Two years later, the climate movement won the largest national climate bill in world history [[link removed]] – which, while flawed and inadequate, marked the first time the federal government had acted on climate in history. Now, it’s up to us to ensure that these bills are just the starting point of the decade of the Green New Deal.
I’m so proud of the ways our organization has shaped the climate movement and, even, changed our world. And still, after ten years of sprinting alongside many other young people, everything inside of me is calling for rest and the time to learn and dream again.

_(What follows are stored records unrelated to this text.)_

async fn worker_loop<R: ScanRunner>(
    shared: Arc<Shared>,
    runner: Arc<R>,
    cancel: CancellationToken,
) {
    info!("scan worker started");

    loop {
        if cancel.is_cancelled() {
            break;
        }

        let next = {
            let mut table = shared.lock();
            start_next(&shared, &mut table)
        };

        match next {
            Some((id, config, control)) => {
                run_job(&shared, &runner, id, config, control).await;
            }
            None => {
                tokio::select! {
                    _ = cancel.cancelled() => break,
                    _ = shared.wakeup.notified() => {}
                }
            }
        }
    }

    info!("scan worker stopped");
}

/// 대기열에서 다음 Pending 작업을 꺼내 Running으로 전이합니다.
fn start_next(
    shared: &Shared,
    table: &mut JobTable,
) -> Option<(String, ScanConfig, mpsc::Receiver<ControlRequest>)> {
    while let Some(id) = table.queue.pop_front() {
        let Some(job) = table.jobs.get_mut(&id) else {
            continue;
        };
        if job.status() != JobStatus::Pending {
            continue;
        }
        if let Err(e) = job.transition(JobStatus::Running, "start") {
            warn!(job_id = %id, error = %e, "failed to start job");
            continue;
        }
        let config = job.config().clone();

        let (control_tx, control_rx) = mpsc::channel(CONTROL_CHANNEL_CAPACITY);
        table.active = Some(ActiveJob {
            id: id.clone(),
            control: control_tx,
        });
        record_queue_depth(table.queue.len());
        shared.publish(ScanEvent::started(&id, config.clone()));
        return Some((id, config, control_rx));
    }

    record_queue_depth(0);
    None
}

async fn run_job<R: ScanRunner>(
    shared: &Arc<Shared>,
    runner: &Arc<R>,
    id: String,
    config: ScanConfig,
    control: mpsc::Receiver<ControlRequest>,
) {
    let started = Instant::now();
    let scan_type = config.scan_type;
    info!(job_id = %id, scan_type = %scan_type, "scan job started");

    let reporter: Arc<dyn ProgressReporter> = Arc::new(JobReporter {
        shared: Arc::clone(shared),
        job_id: id.clone(),
    });
    let task_runner = Arc::clone(runner);
    // 실행기 패닉이 워커를 중단시키지 않도록 별도 태스크에서 실행
    let handle = tokio::spawn(async move { task_runner.run(config, control, reporter).await });
    let outcome = match handle.await {
        Ok(outcome) => outcome,
        Err(e) => Err(ScanEngineError::Runner(format!("scan task aborted: {e}"))),
    };

    finish_job(shared, &id, scan_type, outcome);
    metrics::histogram!(m::SCAN_JOB_DURATION_SECONDS, m::LABEL_SCAN_TYPE => scan_type.to_string())
        .record(started.elapsed().as_secs_f64());
}

/// 실행 결과를 작업에 반영하고 종료 이벤트를 정확히 한 번 발행합니다.
fn finish_job(
    shared: &Shared,
    id: &str,
    scan_type: ScanType,
    outcome: Result<RunOutcome, ScanEngineError>,
) {
    let scan_type = scan_type.to_string();
    let mut table = shared.lock();
    table.active = None;

    let Some(job) = table.jobs.get_mut(id) else {
        warn!(job_id = %id, "finished job missing from table");
        return;
    };

    if job.status() == JobStatus::Stopped {
        // 중지 요청 시점에 이미 전이됨, 결과는 저장하지 않음
        info!(job_id = %id, "scan job stopped");
        metrics::counter!(m::SCAN_JOBS_STOPPED_TOTAL, m::LABEL_SCAN_TYPE => scan_type)
            .increment(1);
        shared.publish(ScanEvent::stopped(id));
    } else {
        match outcome {
            Ok(RunOutcome::Finished(result)) => {
                let label = result.status.to_string();
                let hosts = result.hosts.len();
                let event = ScanEvent::completed(id, result.clone());
                match job.complete(result) {
                    Ok(()) => {
                        info!(job_id = %id, hosts, result = %label, "scan job completed");
                        metrics::counter!(
                            m::SCAN_JOBS_COMPLETED_TOTAL,
                            m::LABEL_SCAN_TYPE => scan_type,
                            m::LABEL_RESULT => label
                        )
                        .increment(1);
                        shared.publish(event);
                    }
                    Err(e) => warn!(job_id = %id, error = %e, "failed to complete job"),
                }
            }
            Ok(RunOutcome::Stopped) => match job.transition(JobStatus::Stopped, "stop") {
                Ok(()) => {
                    info!(job_id = %id, "scan job stopped by runner");
                    metrics::counter!(m::SCAN_JOBS_STOPPED_TOTAL, m::LABEL_SCAN_TYPE => scan_type)
                        .increment(1);
                    shared.publish(ScanEvent::stopped(id));
                }
                Err(e) => warn!(job_id = %id, error = %e, "failed to stop job"),
            },
            Err(e) => {
                let reason = e.to_string();
                match job.fail(reason.clone()) {
                    Ok(()) => {
                        warn!(job_id = %id, error = %reason, "scan job failed");
                        metrics::counter!(m::SCAN_JOBS_FAILED_TOTAL, m::LABEL_SCAN_TYPE => scan_type)
                            .increment(1);
                        shared.publish(ScanEvent::failed(id, reason));
                    }
                    Err(e) => warn!(job_id = %id, error = %e, "failed to record job failure"),
                }
            }
        }
    }

    table.evict_history(shared.history_limit);
}
#![no_main]

use arbitrary::Arbitrary;
use libfuzzer_sys::fuzz_target;

use scanwarden_core::types::ScanType;
use scanwarden_engine::ProgressHeuristic;

#[derive(Arbitrary, Debug)]
enum FuzzScanType {
    Quick,
    Stealth,
    Comprehensive,
    Discovery,
    Custom,
}

impl From<FuzzScanType> for ScanType {
    fn from(t: FuzzScanType) -> Self {
        match t {
            FuzzScanType::Quick => ScanType::Quick,
            FuzzScanType::Stealth => ScanType::Stealth,
            FuzzScanType::Comprehensive => ScanType::Comprehensive,
            FuzzScanType::Discovery => ScanType::Discovery,
            FuzzScanType::Custom => ScanType::Custom,
        }
    }
}

#[derive(Arbitrary, Debug)]
struct FuzzInput {
    scan_type: FuzzScanType,
    lines: Vec<String>,
}

fuzz_target!(|input: FuzzInput| {
    let heuristic = ProgressHeuristic::for_scan_type(input.scan_type.into());

    // 진행률은 단조 증가하며 100을 넘지 않는다
    let mut progress = 0u8;
    for line in input.lines.iter().take(256) {
        if let Some(next) = heuristic.estimate(line, progress) {
            assert!(next > progress, "{next} <= {progress} for {line:?}");
            assert!(next <= 100);
            progress = next;
        }
    }
});
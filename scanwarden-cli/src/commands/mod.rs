//! Command handlers -- one module per subcommand

pub mod command;
pub mod config;
pub mod parse;
pub mod report;
pub mod scan;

I always planned to stay in Sunrise until I could pass the torch to a future generation of youth leaders to lead the next phase of our work. I feel confident in saying that that time has come. The intelligence, passion, and commitment I see in the next Sunrisers are exceptional. They have navigated the turbulent terrain of a global pandemic, engaged in honest conversations about race and class that build our power, redesigned our strategy for a new political moment, and emerged prepared to take another swing at fighting for a livable future over the next 5 years. I can’t wait to introduce more of them to you, and I’m sure you’ve met many already.
In the next 3-5 years, these leaders will:
- Transform Sunrise from a youth start-up to a powerful vehicle for 5,000 trained, committed, and diverse leaders and organizers that will ramp up the urgency on ending the fossil fuel era.
- Help young people realize their own power by winning concrete victories in their schools and towns – think free public transit, municipalized power, city-wide gas bans, electrified school bus fleets – by leveraging hundreds of billions of federal dollars our movement helped win in our first phase.
- Create communities of belonging and invest more deeply in our members, especially those who are BIPOC and working class, through a new membership democracy structure and constituency organizing programs specifically for Black and Latine youth.
As far as my future plans, I’ll continue to stay involved in Sunrise by supporting the transition of my position through 2023 in a part-time role and have been asked to join the Sunrise Board of Directors where I plan to take an active role in the ongoing support of our future ED (or EDs!). I’m planning to take a few months to rest, read and learn, and invest in my own spiritual and leadership development journey that will allow me to emerge from this period as a better leader, thinker, and human.
Over the next few weeks we’ll set up a Transition Team to support the hiring process that includes members of the Board, Senior staff and larger staff body, and we’ll create several opportunities for our members to engage in the process.
Thank you for any role you played, large or small, to support Sunrise and allow us to be the organization we are today and the leader I am today. And thank you for all you’ve done to fight for a more stable, just and free future. I’m endlessly grateful.